_To do_
Using the data that follows, say how many lines contain the word "unique", giving the number by itself.

[Saved data entries]
━━━━━━━━━━━━━━━━━━━━━━━━━━━━━━
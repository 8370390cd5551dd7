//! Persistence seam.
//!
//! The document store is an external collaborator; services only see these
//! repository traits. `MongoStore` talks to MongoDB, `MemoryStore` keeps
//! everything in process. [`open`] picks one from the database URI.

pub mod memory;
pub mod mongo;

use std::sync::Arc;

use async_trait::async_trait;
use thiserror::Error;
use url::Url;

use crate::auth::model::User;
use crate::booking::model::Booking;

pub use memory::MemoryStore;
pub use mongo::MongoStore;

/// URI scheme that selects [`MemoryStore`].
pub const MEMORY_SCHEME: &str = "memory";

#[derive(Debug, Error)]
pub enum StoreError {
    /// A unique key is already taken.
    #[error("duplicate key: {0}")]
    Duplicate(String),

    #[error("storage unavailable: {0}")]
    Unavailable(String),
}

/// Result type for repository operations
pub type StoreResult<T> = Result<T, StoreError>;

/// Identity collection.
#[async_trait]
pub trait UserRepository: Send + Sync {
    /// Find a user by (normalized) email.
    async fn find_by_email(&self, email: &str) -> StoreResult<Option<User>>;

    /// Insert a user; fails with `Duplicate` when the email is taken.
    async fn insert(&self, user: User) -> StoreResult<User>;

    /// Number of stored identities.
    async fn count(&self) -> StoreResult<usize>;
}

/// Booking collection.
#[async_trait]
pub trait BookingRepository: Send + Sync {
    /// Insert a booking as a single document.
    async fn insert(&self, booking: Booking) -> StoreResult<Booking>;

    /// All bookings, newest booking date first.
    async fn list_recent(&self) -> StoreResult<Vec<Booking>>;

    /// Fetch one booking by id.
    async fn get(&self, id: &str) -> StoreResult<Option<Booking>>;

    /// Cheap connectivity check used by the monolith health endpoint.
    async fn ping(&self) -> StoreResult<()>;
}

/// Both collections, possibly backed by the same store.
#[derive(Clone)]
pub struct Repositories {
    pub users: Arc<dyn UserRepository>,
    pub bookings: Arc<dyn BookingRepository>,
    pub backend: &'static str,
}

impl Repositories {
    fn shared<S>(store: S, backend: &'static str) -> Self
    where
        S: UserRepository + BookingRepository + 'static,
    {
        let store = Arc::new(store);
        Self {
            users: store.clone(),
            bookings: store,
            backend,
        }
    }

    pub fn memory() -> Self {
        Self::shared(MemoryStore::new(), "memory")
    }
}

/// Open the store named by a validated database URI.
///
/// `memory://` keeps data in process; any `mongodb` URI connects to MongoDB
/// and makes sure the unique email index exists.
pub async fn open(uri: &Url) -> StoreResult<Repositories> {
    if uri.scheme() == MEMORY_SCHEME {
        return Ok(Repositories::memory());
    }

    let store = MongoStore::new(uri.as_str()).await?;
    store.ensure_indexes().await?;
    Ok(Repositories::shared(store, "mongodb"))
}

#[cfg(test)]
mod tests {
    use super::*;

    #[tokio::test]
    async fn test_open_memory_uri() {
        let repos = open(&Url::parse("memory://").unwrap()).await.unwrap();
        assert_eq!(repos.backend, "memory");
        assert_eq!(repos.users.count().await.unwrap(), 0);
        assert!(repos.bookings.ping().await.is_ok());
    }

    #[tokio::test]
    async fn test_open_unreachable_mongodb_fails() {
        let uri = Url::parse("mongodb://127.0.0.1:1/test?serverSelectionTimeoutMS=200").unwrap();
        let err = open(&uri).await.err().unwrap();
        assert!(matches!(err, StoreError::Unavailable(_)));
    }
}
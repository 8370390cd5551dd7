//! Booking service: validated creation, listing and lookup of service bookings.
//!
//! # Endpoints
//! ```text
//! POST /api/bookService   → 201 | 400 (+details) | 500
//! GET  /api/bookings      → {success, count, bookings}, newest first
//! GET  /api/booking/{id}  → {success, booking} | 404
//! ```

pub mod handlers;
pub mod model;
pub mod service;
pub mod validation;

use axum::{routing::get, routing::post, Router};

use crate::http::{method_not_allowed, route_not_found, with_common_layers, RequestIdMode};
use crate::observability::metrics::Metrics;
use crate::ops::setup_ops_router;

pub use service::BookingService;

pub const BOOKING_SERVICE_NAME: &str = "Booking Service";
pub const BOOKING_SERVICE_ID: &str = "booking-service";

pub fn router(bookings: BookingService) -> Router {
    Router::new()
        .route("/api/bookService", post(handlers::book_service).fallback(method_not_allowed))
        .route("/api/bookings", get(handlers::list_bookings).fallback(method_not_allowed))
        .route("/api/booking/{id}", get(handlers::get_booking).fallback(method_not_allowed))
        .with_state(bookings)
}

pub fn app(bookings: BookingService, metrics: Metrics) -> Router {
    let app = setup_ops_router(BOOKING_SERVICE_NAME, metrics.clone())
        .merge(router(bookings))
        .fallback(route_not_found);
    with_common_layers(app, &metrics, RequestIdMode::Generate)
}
━━━━━━━━━━━━━━━━━━━━━━━━━━━━━━
_Worked solution_
2